Effective January 1, 2004, the Company’s US dollar cross currency and interest rate swap contracts were no longer designated as hedges of the Eurobond, which resulted in a revaluation of this Eurobond debt and a deferred gain of $17 million.  This is being amortized over the period to 2009.  The swap contracts were terminated in 2004 for cash proceeds of $138 million and resulted in an additional gain of $15 million.  The termination of these contracts did not accelerate recognition of the deferred gain into income.  The Company’s outstanding commodity price derivative contracts have been designated as hedges of the Company’s anticipated future commodity sales.

Talisman has adopted the US dollar as its functional currency for accounting purposes.  The Company’s long-term debt denominated in UK pounds sterling and Canadian dollars has been designated as hedges of the Company’s net investments in the UK and Canadian self-sustaining operations.  Unrealized foreign exchange gains and losses resulting from the translation of this debt are included in a separate component of shareholders’ equity described as cumulative foreign currency translation.  However, as the Company is domiciled in Canada and pays taxes in Canada, in Canadian dollars, these unrealized gains and losses, although not being reported in income, will be subject to Canadian tax if they are realized in the future.












Summary of Quarterly Results (millions of Cdn. dollars unless otherwise stated)


The following is a summary of quarterly results of the Company for the eight most recently completed quarters.


  

Three months ended

  

2004

2003

2002

  

Sept. 30

June 30

March 31

Dec. 31

Sept. 30

June 30

March 31

Dec. 31

 

Total revenue 1

      1,355

      1,337

      1,261

      1,129

      1,077

      1,023

      1,370

    1,274

 

Net income 2, 3

        122

        197

        223

        108

        128

        202

        574

       177

Per common share amounts 4

(Cdn. dollars)

       


  Net income 2, 3

       0.32

       0.50

       0.57

       0.27

       0.32

       0.51

       1.46

      0.43

  Diluted net income 2, 3

       0.31

       0.50

       0.56

       0.26

       0.31

       0.50

       1.45

      0.42

1.

Revenue has been reclassified to conform to the method of presentation adopted during the second quarter of 2004, disclosing transportation costs as a separate item.  Previously, these costs had been partially netted off against revenue.

2.

Net income and net income before discontinued operations and extraordinary items are the same.

3.

Prior years have been restated to effect retroactive adoption of the new accounting policy on asset retirement obligation as at January 1, 2004.

4.

All per share amounts have been retroactively restated to reflect the impact of the Company’s 3 for 1 stock split as of the second quarter of 2004.

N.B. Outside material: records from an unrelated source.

// This Source Code Form is subject to the terms of the Mozilla Public
// License, v. 2.0. If a copy of the MPL was not distributed with this
// file, You can obtain one at http://mozilla.org/MPL/2.0/.

//! Notification types published by the storage engine.

use serde_json::Value;

/// A notification as delivered to subscribers.
#[derive(Clone, Debug)]
pub struct Notification {
    pub component: &'static str,
    pub topic: &'static str,
    pub entity: String,
    pub data: Option<Value>,
}

pub trait NotificationSource {
    const COMPONENT: &'static str;

    fn topic(&self) -> &'static str;
    fn entity(&self) -> String;
    fn data(&self) -> Option<Value>;
}

impl<NS: NotificationSource> From<NS> for Notification {
    fn from(value: NS) -> Self {
        Self {
            component: NS::COMPONENT,
            topic: value.topic(),
            entity: value.entity(),
            data: value.data(),
        }
    }
}

/// Block lifecycle notifications.
#[derive(Clone, Debug)]
pub enum BlockEvent {
    /// A block was persisted.
    Added {
        block_hash: String,
        block_height: u64,
        ledger_node_id: String,
    },
}

impl NotificationSource for BlockEvent {
    const COMPONENT: &'static str = "block";

    fn topic(&self) -> &'static str {
        match self {
            Self::Added { .. } => "add",
        }
    }

    fn entity(&self) -> String {
        match self {
            Self::Added { block_hash, .. } => block_hash.clone(),
        }
    }

    fn data(&self) -> Option<Value> {
        match self {
            Self::Added {
                block_height,
                ledger_node_id,
                ..
            } => Some(serde_json::json!({
                "blockHeight": block_height,
                "ledgerNodeId": ledger_node_id,
            })),
        }
    }
}
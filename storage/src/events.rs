// This Source Code Form is subject to the terms of the Mozilla Public
// License, v. 2.0. If a copy of the MPL was not distributed with this
// file, You can obtain one at http://mozilla.org/MPL/2.0/.

use std::collections::HashSet;

use futures::stream::{self, BoxStream, StreamExt};
use ledger_data::ledger::{Event, EventMeta, EventRecord, EventType};
use ledger_data::patch::{self, PatchOp};
use ledger_data::{now_millis, to_str};
use sqlx::{Row, SqlitePool};
use tracing::debug;

use crate::errors::{is_unique_violation, Result, StorageError};
use crate::operations::{placeholders, OperationStore};

/// Selector for [`EventStore::get_many`].
#[derive(Debug, Clone)]
pub enum EventSelector {
    /// Fetch by hash; results follow the input order.
    Hashes(Vec<String>),
    /// All events of the block at this height, sorted by `blockOrder`.
    BlockHeight(u64),
}

/// Persists events and resolves effective configurations.
#[derive(Clone)]
pub struct EventStore {
    pool: SqlitePool,
    operations: OperationStore,
}
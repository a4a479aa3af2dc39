// This Source Code Form is subject to the terms of the Mozilla Public
// License, v. 2.0. If a copy of the MPL was not distributed with this
// file, You can obtain one at http://mozilla.org/MPL/2.0/.

mod block;
pub use block::*;

mod event;
pub use event::*;

mod operation;
pub use operation::*;

#[cfg(any(feature = "faker", test))]
pub mod faker {
    pub use super::block::faker::gen_block;
    pub use super::event::faker::{gen_config_event, gen_operation_event};
    pub use super::operation::faker::gen_operation;
}
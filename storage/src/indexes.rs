// This Source Code Form is subject to the terms of the Mozilla Public
// License, v. 2.0. If a copy of the MPL was not distributed with this
// file, You can obtain one at http://mozilla.org/MPL/2.0/.

//! Collection DDL and index management for a ledger's collection set.
//!
//! Each ledger database holds three collections; the fields the core
//! indexes touch are denormalized into typed columns next to the JSON
//! documents. `meta.deleted` is stored as a 0-sentinel integer so it can
//! participate in unique indexes with exact set semantics.

use sqlx::SqlitePool;

use crate::errors::{Result, StorageError};

/// The three collections of a ledger's storage set.
#[derive(Clone, Copy, Debug, PartialEq, Eq)]
pub enum Collection {
    Block,
    Event,
    Operation,
}

impl Collection {
    pub fn table(&self) -> &'static str {
        match self {
            Self::Block => "block",
            Self::Event => "event",
            Self::Operation => "operation",
        }
    }

    /// Typed columns plugin indexes may reference.
    fn columns(&self) -> &'static [&'static str] {
        match self {
            Self::Block => &[
                "id",
                "block_type",
                "block_height",
                "previous_block_hash",
                "block_hash",
                "consensus",
                "consensus_date",
                "created",
                "updated",
                "deleted",
            ],
            Self::Event => &[
                "event_hash",
                "event_type",
                "consensus",
                "consensus_date",
                "block_height",
                "block_order",
                "effective_configuration",
                "created",
                "updated",
                "deleted",
            ],
            Self::Operation => &[
                "record_id",
                "operation_hash",
                "event_hash",
                "event_order",
                "deleted",
            ],
        }
    }
}

const CREATE_TABLES: &[&str] = &[
    r#"CREATE TABLE IF NOT EXISTS block (
        id TEXT NOT NULL,
        block_type TEXT NOT NULL,
        block_height INTEGER NOT NULL,
        previous_block_hash TEXT,
        block_hash TEXT NOT NULL,
        consensus INTEGER NOT NULL DEFAULT 0,
        consensus_date INTEGER,
        created INTEGER NOT NULL,
        updated INTEGER NOT NULL,
        deleted INTEGER NOT NULL DEFAULT 0,
        block TEXT NOT NULL,
        meta TEXT NOT NULL
    )"#,
    r#"CREATE TABLE IF NOT EXISTS event (
        event_hash TEXT NOT NULL,
        event_type TEXT NOT NULL,
        consensus INTEGER NOT NULL DEFAULT 0,
        consensus_date INTEGER,
        block_height INTEGER,
        block_order INTEGER,
        effective_configuration INTEGER,
        created INTEGER NOT NULL,
        updated INTEGER NOT NULL,
        deleted INTEGER NOT NULL DEFAULT 0,
        event TEXT NOT NULL,
        meta TEXT NOT NULL
    )"#,
    r#"CREATE TABLE IF NOT EXISTS operation (
        record_id TEXT NOT NULL,
        operation_hash TEXT NOT NULL,
        event_hash TEXT NOT NULL,
        event_order INTEGER NOT NULL,
        deleted INTEGER NOT NULL DEFAULT 0,
        operation TEXT NOT NULL,
        meta TEXT NOT NULL
    )"#,
];

/// Core indexes, name first. Names are quoted identifiers and unique per
/// ledger database.
const CORE_INDEXES: &[(&str, &str)] = &[
    (
        "block.id.core.1",
        r#"CREATE UNIQUE INDEX IF NOT EXISTS "block.id.core.1"
           ON block (id)"#,
    ),
    (
        "block.blockHash.core.1",
        r#"CREATE UNIQUE INDEX IF NOT EXISTS "block.blockHash.core.1"
           ON block (block_hash)"#,
    ),
    (
        "block.type.core.1",
        r#"CREATE UNIQUE INDEX IF NOT EXISTS "block.type.core.1"
           ON block (block_type, block_height)"#,
    ),
    (
        "block.previousBlockHash.core.1",
        r#"CREATE UNIQUE INDEX IF NOT EXISTS "block.previousBlockHash.core.1"
           ON block (consensus, previous_block_hash)"#,
    ),
    (
        "block.consensus.core.1",
        r#"CREATE INDEX IF NOT EXISTS "block.consensus.core.1"
           ON block (consensus)"#,
    ),
    (
        "block.consensusDate.core.1",
        r#"CREATE INDEX IF NOT EXISTS "block.consensusDate.core.1"
           ON block (consensus_date)"#,
    ),
    (
        "block.deleted.core.1",
        r#"CREATE INDEX IF NOT EXISTS "block.deleted.core.1"
           ON block (deleted)"#,
    ),
    (
        "event.eventHash.core.1",
        r#"CREATE UNIQUE INDEX IF NOT EXISTS "event.eventHash.core.1"
           ON event (event_hash)"#,
    ),
    (
        "event.deleted.core.1",
        r#"CREATE UNIQUE INDEX IF NOT EXISTS "event.deleted.core.1"
           ON event (deleted, event_hash)"#,
    ),
    (
        "event.blockHeight.core.1",
        r#"CREATE INDEX IF NOT EXISTS "event.blockHeight.core.1"
           ON event (block_height, block_order)
           WHERE block_height IS NOT NULL"#,
    ),
    (
        "event.consensus.core.1",
        r#"CREATE INDEX IF NOT EXISTS "event.consensus.core.1"
           ON event (consensus, event_type, block_height)"#,
    ),
    (
        "event.created.core.1",
        r#"CREATE INDEX IF NOT EXISTS "event.created.core.1"
           ON event (event_type, created)"#,
    ),
    (
        "event.consensusDate.core.1",
        r#"CREATE INDEX IF NOT EXISTS "event.consensusDate.core.1"
           ON event (event_type, consensus_date)"#,
    ),
    (
        "operationIndex1",
        r#"CREATE UNIQUE INDEX IF NOT EXISTS "operationIndex1"
           ON operation (event_hash, event_order, operation_hash, deleted)"#,
    ),
    (
        "operationIndex2",
        r#"CREATE INDEX IF NOT EXISTS "operationIndex2"
           ON operation (record_id)"#,
    ),
    (
        "operation.operationHash.core.1",
        r#"CREATE INDEX IF NOT EXISTS "operation.operationHash.core.1"
           ON operation (operation_hash)"#,
    ),
];

/// Creates the three collections and their core indexes.
pub(crate) async fn create_collections(pool: &SqlitePool) -> Result<()> {
    for ddl in CREATE_TABLES {
        sqlx::query(ddl).execute(pool).await?;
    }
    for (_, ddl) in CORE_INDEXES {
        sqlx::query(ddl).execute(pool).await?;
    }
    Ok(())
}

fn is_core_index(name: &str) -> bool {
    CORE_INDEXES.iter().any(|(core, _)| *core == name)
}

fn valid_identifier(s: &str, extra: &[char]) -> bool {
    !s.is_empty()
        && s.chars()
            .all(|c| c.is_ascii_alphanumeric() || c == '_' || extra.contains(&c))
}

/// Handle passed to plugins at ledger creation, allowing additional
/// indexes on the core collections.
pub struct IndexBuilder<'a> {
    pool: &'a SqlitePool,
}

impl<'a> IndexBuilder<'a> {
    pub(crate) fn new(pool: &'a SqlitePool) -> Self {
        Self { pool }
    }

    /// Creates an additional index over typed columns of `collection`.
    ///
    /// Reusing a core index name is a `DuplicateError`; referencing an
    /// unknown column is a `DataError`.
    pub async fn create_index(
        &self,
        collection: Collection,
        name: &str,
        columns: &[&str],
        unique: bool,
    ) -> Result<()> {
        if is_core_index(name) {
            return Err(StorageError::duplicate("index", name));
        }
        if !valid_identifier(name, &['.', '-']) {
            return Err(StorageError::data(format!(
                "invalid index name `{name}`"
            )));
        }
        if columns.is_empty() {
            return Err(StorageError::data(
                "an index needs at least one column",
            ));
        }
        for column in columns {
            if !collection.columns().contains(column) {
                return Err(StorageError::data(format!(
                    "unknown column `{column}` on collection `{}`",
                    collection.table()
                )));
            }
        }

        let uniqueness = if unique { "UNIQUE " } else { "" };
        let columns = columns.join(", ");
        let ddl = format!(
            r#"CREATE {uniqueness}INDEX IF NOT EXISTS "{name}" ON {table} ({columns})"#,
            table = collection.table(),
        );
        sqlx::query(&ddl).execute(self.pool).await?;

        Ok(())
    }
}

The following discussion highlights some of the more significant factors that impacted the results in the eight most recently completed quarters as at September 30, 2004.


In the third quarter, revenue rose over the second quarter as the increase in oil prices more than offset the reduction in production, resulting from maintenance shutdowns.  Net income in the third quarter declined from the previous quarter, as the increase in revenue was more than offset by increases in hedging losses, dry holes, exploration expenses and current income taxes.  In the first two quarters of 2004, revenue continued to rise due to increases in both commodity prices and production.  These factors combined with the benefit of tax rate reductions to increase net income in the first quarter of 2004 over the last quarter of 2003.  A higher charge for stock-based compensation and reduced tax rate reductions resulted in a slight drop in net income during the second quarter of 2004 from the previous quarter.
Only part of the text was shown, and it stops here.